# Pregnancy and Groin Pains



## Johnnie (Apr 16, 2008)

There's another post on this but I couldn't find it. Anyway, I'm 5 1/2 months and this past week I have been feeling pains in my groin. Not just there but also my butt bone area. Of course, I called the Dr. and now I'm just waiting for a call back. Seems like it doesn't matter what I do. As long as, I use those muscles to either, sit, walk, crouch, etc...it hurts! I'm sure it's normal but you never know. The last time I thought a pain was normal, I ended up in the ER having surgery, baby in tow. I guess what I'm asking is if anyone has had a familiar pain in that region. Thanks in advance for your posts, they're greatly appreciated


----------



## Adrienne (Apr 16, 2008)

The one pain I remember starting at that time was the baby literally hitting down causing a sharp pain in that area.
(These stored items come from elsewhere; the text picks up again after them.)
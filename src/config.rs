use std::path::PathBuf;
use std::time::Duration;

use anyhow::{bail, Context, Result};

use crate::llm::http::HttpConfig;
#[cfg(feature = "llama")]
use crate::llm::llama::ModelConfig;
use crate::persist::JsonDirPersistence;
use crate::story::layout::LayoutConfig;
use crate::story::navigator::NavigationPolicy;

pub const USAGE: &str = "\
Usage: branchtale <endpoint-url | model.gguf> [story-dir | :memory:]

Examples:
  branchtale http://localhost:1234
  branchtale ./models/qwen2.5-3b-instruct-q4_k_m.gguf   (needs the `llama` feature)

Environment:
  BRANCHTALE_MODEL          model name sent to the HTTP endpoint
  BRANCHTALE_TEMPERATURE    sampling temperature
  BRANCHTALE_TIMEOUT_SECS   HTTP request timeout
  BRANCHTALE_MIN_PATH       parts needed before a story can be ended
  BRANCHTALE_GPU_LAYERS     layers offloaded to GPU (llama)
  BRANCHTALE_CTX            context size in tokens (llama)
  BRANCHTALE_MAX_TOKENS     tokens generated per reply (llama)

Logging: set RUST_LOG=debug or RUST_LOG=trace for verbose output";

/// Which generation backend to talk to.
#[derive(Debug, Clone, PartialEq)]
pub enum BackendConfig {
    Http(HttpConfig),
    #[cfg(feature = "llama")]
    Llama { model_path: String, model: ModelConfig },
}

/// Where stories are kept between sessions.
#[derive(Debug, Clone, PartialEq)]
pub enum Storage {
    Dir(PathBuf),
    /// Nothing is written; stories vanish on exit.
    Memory,
}

#[derive(Debug, Clone, PartialEq)]
pub struct AppConfig {
    pub backend: BackendConfig,
    pub storage: Storage,
    pub policy: NavigationPolicy,
    pub layout: LayoutConfig,
}

impl AppConfig {
    /// Build from positional arguments (program name excluded) and an
    /// environment lookup. Unparseable numbers fall back to defaults.
    pub fn from_args<F>(args: &[String], env: F) -> Result<Self>
    where
        F: Fn(&str) -> Option<String>,
    {
        let target = args.first().context(USAGE)?;
        let parsed = |key: &str| env(key).and_then(|v| v.trim().parse::<f64>().ok());

        let backend = if target.ends_with(".gguf") {
            gguf_backend(target, &parsed)?
        } else if target.starts_with("http://") || target.starts_with("https://") {
            let defaults = HttpConfig::default();
            BackendConfig::Http(HttpConfig {
                endpoint: target.clone(),
                model: env("BRANCHTALE_MODEL").unwrap_or(defaults.model),
                temperature: parsed("BRANCHTALE_TEMPERATURE")
                    .filter(|t| t.is_finite() && *t >= 0.0)
                    .map(|t| t as f32)
                    .unwrap_or(defaults.temperature),
                timeout: parsed("BRANCHTALE_TIMEOUT_SECS")
                    .filter(|s| *s > 0.0)
                    .and_then(|s| Duration::try_from_secs_f64(s).ok())
                    .unwrap_or(defaults.timeout),
            })
        } else {
            bail!("unrecognised backend '{target}'\n\n{USAGE}");
        };

        let storage = match args.get(1).map(String::as_str) {
            Some(":memory:") => Storage::Memory,
            Some(dir) => Storage::Dir(PathBuf::from(dir)),
            None => Storage::Dir(JsonDirPersistence::default_dir()),
        };

        let policy = NavigationPolicy {
            min_path_len: parsed("BRANCHTALE_MIN_PATH")
                .filter(|n| *n >= 1.0)
                .map(|n| n as usize)
                .unwrap_or(NavigationPolicy::default().min_path_len),
        };

        Ok(Self {
            backend,
            storage,
            policy,
            layout: LayoutConfig::default(),
        })
    }
}

#[cfg(feature = "llama")]
fn gguf_backend(path: &str, parsed: &dyn Fn(&str) -> Option<f64>) -> Result<BackendConfig> {
    let defaults = ModelConfig::default();
    Ok(BackendConfig::Llama {
        model_path: path.to_string(),
        model: ModelConfig {
            n_gpu_layers: parsed("BRANCHTALE_GPU_LAYERS")
                .map(|n| n as u32)
                .unwrap_or(defaults.n_gpu_layers),
            n_ctx: parsed("BRANCHTALE_CTX")
                .filter(|n| *n >= 1.0)
                .map(|n| n as u32)
                .unwrap_or(defaults.n_ctx),
            max_tokens: parsed("BRANCHTALE_MAX_TOKENS")
                .filter(|n| *n >= 1.0)
                .map(|n| n as usize)
                .unwrap_or(defaults.max_tokens),
            temperature: parsed("BRANCHTALE_TEMPERATURE")
                .filter(|t| t.is_finite() && *t >= 0.0)
                .map(|t| t as f32)
                .unwrap_or(defaults.temperature),
            seed: defaults.seed,
        },
    })
}

#[cfg(not(feature = "llama"))]
fn gguf_backend(path: &str, _parsed: &dyn Fn(&str) -> Option<f64>) -> Result<BackendConfig> {
    bail!("{path}: this build has no local model support; rebuild with `--features llama`")
}

#[cfg(test)]
mod tests {
    use std::collections::HashMap;

    use super::*;

    fn args(list: &[&str]) -> Vec<String> {
        list.iter().map(|s| s.to_string()).collect()
    }

    fn env_from(pairs: &[(&str, &str)]) -> impl Fn(&str) -> Option<String> {
        let map: HashMap<String, String> = pairs
            .iter()
            .map(|(k, v)| (k.to_string(), v.to_string()))
            .collect();
        move |key: &str| map.get(key).cloned()
    }

    #[test]
    fn http_backend_with_env_overrides() {
        let config = AppConfig::from_args(
            &args(&["http://localhost:1234", "/tmp/stories"]),
            env_from(&[
                ("BRANCHTALE_MODEL", "qwen"),
                ("BRANCHTALE_TIMEOUT_SECS", "30"),
                ("BRANCHTALE_MIN_PATH", "3"),
            ]),
        )
        .unwrap();

        let BackendConfig::Http(http) = &config.backend else {
            panic!("expected HTTP backend");
        };
        assert_eq!(http.model, "qwen");
        assert_eq!(http.timeout, Duration::from_secs(30));
        assert_eq!(http.temperature, HttpConfig::default().temperature);
        assert_eq!(config.storage, Storage::Dir(PathBuf::from("/tmp/stories")));
        assert_eq!(config.policy.min_path_len, 3);
    }

    #[test]
    fn bad_numbers_fall_back_to_defaults() {
        let config = AppConfig::from_args(
            &args(&["http://localhost:1234"]),
            env_from(&[("BRANCHTALE_MIN_PATH", "lots"), ("BRANCHTALE_TIMEOUT_SECS", "-1")]),
        )
        .unwrap();

        assert_eq!(config.policy, NavigationPolicy::default());
        let BackendConfig::Http(http) = &config.backend else {
            panic!("expected HTTP backend");
        };
        assert_eq!(http.timeout, HttpConfig::default().timeout);
        assert_eq!(config.storage, Storage::Dir(JsonDirPersistence::default_dir()));
    }

    #[test]
    fn oversized_timeouts_fall_back_to_defaults() {
        for value in ["inf", "1e30", "NaN"] {
            let config = AppConfig::from_args(
                &args(&["http://localhost:1234"]),
                env_from(&[("BRANCHTALE_TIMEOUT_SECS", value)]),
            )
            .unwrap();
            let BackendConfig::Http(http) = &config.backend else {
                panic!("expected HTTP backend");
            };
            assert_eq!(http.timeout, HttpConfig::default().timeout, "for {value}");
        }
    }

    #[cfg(feature = "llama")]
    #[test]
    fn gguf_target_carries_sampling_settings() {
        let config = AppConfig::from_args(
            &args(&["model.gguf"]),
            env_from(&[("BRANCHTALE_TEMPERATURE", "0.3")]),
        )
        .unwrap();
        let BackendConfig::Llama { model, .. } = &config.backend else {
            panic!("expected llama backend");
        };
        assert_eq!(model.temperature, 0.3);
        assert_eq!(model.seed, ModelConfig::default().seed);
    }

    #[test]
    fn memory_storage_is_selectable() {
        let config =
            AppConfig::from_args(&args(&["http://localhost:1234", ":memory:"]), env_from(&[]))
                .unwrap();
        assert_eq!(config.storage, Storage::Memory);
    }

    #[test]
    fn missing_or_unknown_target_is_an_error() {
        assert!(AppConfig::from_args(&[], env_from(&[])).is_err());
        let err = AppConfig::from_args(&args(&["ftp://nope"]), env_from(&[])).unwrap_err();
        assert!(err.to_string().contains("unrecognised backend"));
    }
}
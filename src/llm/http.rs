use std::time::Duration;

use anyhow::{Context, Result};
use log::{info, trace};
use reqwest::blocking::Client;
use serde::{Deserialize, Serialize};

use crate::llm::{ChatBackend, ChatMessage};

/// Settings for an OpenAI-compatible chat-completions server.
#[derive(Debug, Clone, PartialEq)]
pub struct HttpConfig {
    /// Base URL, e.g. `http://localhost:1234`.
    pub endpoint: String,
    pub model: String,
    pub temperature: f32,
    pub timeout: Duration,
}

impl Default for HttpConfig {
    fn default() -> Self {
        Self {
            endpoint: "http://localhost:1234".into(),
            model: "local-model".into(),
            temperature: 0.8,
            timeout: Duration::from_secs(120),
        }
    }
}

#[derive(Serialize)]
struct ChatCompletionRequest<'a> {
    model: &'a str,
    messages: &'a [ChatMessage],
    temperature: f32,
}

#[derive(Deserialize)]
struct ChatCompletionResponse {
    choices: Vec<Choice>,
}

#[derive(Deserialize)]
struct Choice {
    message: ChatMessageResponse,
}

#[derive(Deserialize)]
struct ChatMessageResponse {
    content: String,
}

pub struct HttpBackend {
    client: Client,
    url: String,
    config: HttpConfig,
}

impl HttpBackend {
    pub fn new(config: HttpConfig) -> Result<Self> {
        let client = Client::builder()
            .timeout(config.timeout)
            .build()
            .context("failed to build HTTP client")?;
        let url = completions_url(&config.endpoint);
        info!("Using chat endpoint {url} (model {})", config.model);
        Ok(Self {
            client,
            url,
            config,
        })
    }
}

impl ChatBackend for HttpBackend {
    fn chat(&self, messages: &[ChatMessage]) -> Result<String> {
        let req = ChatCompletionRequest {
            model: &self.config.model,
            messages,
            temperature: self.config.temperature,
        };

        let resp: ChatCompletionResponse = self
            .client
            .post(&self.url)
            .json(&req)
            .send()
            .with_context(|| format!("request to {} failed", self.url))?
            .error_for_status()
            .context("chat endpoint returned an error status")?
            .json()
            .context("chat endpoint returned malformed JSON")?;

        let content = resp
            .choices
            .into_iter()
            .next()
            .map(|c| c.message.content)
            .context("chat endpoint returned no choices")?;

        trace!("=== RAW REPLY ===\n{content}\n=== END REPLY ===");
        Ok(content)
    }
}

fn completions_url(endpoint: &str) -> String {
    let base = endpoint.trim_end_matches('/');
    if base.ends_with("/chat/completions") {
        base.to_string()
    } else if base.ends_with("/v1") {
        format!("{base}/chat/completions")
    } else {
        format!("{base}/v1/chat/completions")
    }
}

#[cfg(test)]
mod tests {
    use super::*;

    #[test]
    fn completions_url_accepts_partial_endpoints() {
        assert_eq!(
            completions_url("http://localhost:1234"),
            "http://localhost:1234/v1/chat/completions"
        );
        assert_eq!(
            completions_url("http://localhost:1234/v1/"),
            "http://localhost:1234/v1/chat/completions"
        );
        assert_eq!(
            completions_url("https://api.example.com/v1/chat/completions"),
            "https://api.example.com/v1/chat/completions"
        );
    }

    #[test]
    fn request_body_matches_chat_completions_shape() {
        let messages = vec![ChatMessage::system("be brief"), ChatMessage::user("hi")];
        let req = ChatCompletionRequest {
            model: "local-model",
            messages: &messages,
            temperature: 0.5,
        };
        let json = serde_json::to_value(&req).unwrap();
        assert_eq!(json["model"], "local-model");
        assert_eq!(json["messages"][1]["role"], "user");
        assert_eq!(json["messages"][1]["content"], "hi");
    }
}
But if you've had problems like this before I highly suggest you go to the doctor asap. You don't want to take a risk this early into the pregnancy.


----------



## nanzmck (Apr 16, 2008)

when i was pregnant with my first, it was hard for me to get off of the couch, because there was this pulling in my groin, which kind of felt like i was doing the splits. that's not exactly it, but it's hard to describe that feeling. i also could not sit in chairs for more than a few minutes, because my tail bone would hurt and almost throb. this went away as i got further into my pregnancy. i also felt this with my second baby, but not as much. with my third i didnt get that feeling at all.

if this is your first, it could be that you're just feeling your body change as you get bigger. i think you're fine but better safe than sorry eh!


----------



## Johnnie (Apr 16, 2008)

No, I've never had these pains before that's why I was curious what they may be.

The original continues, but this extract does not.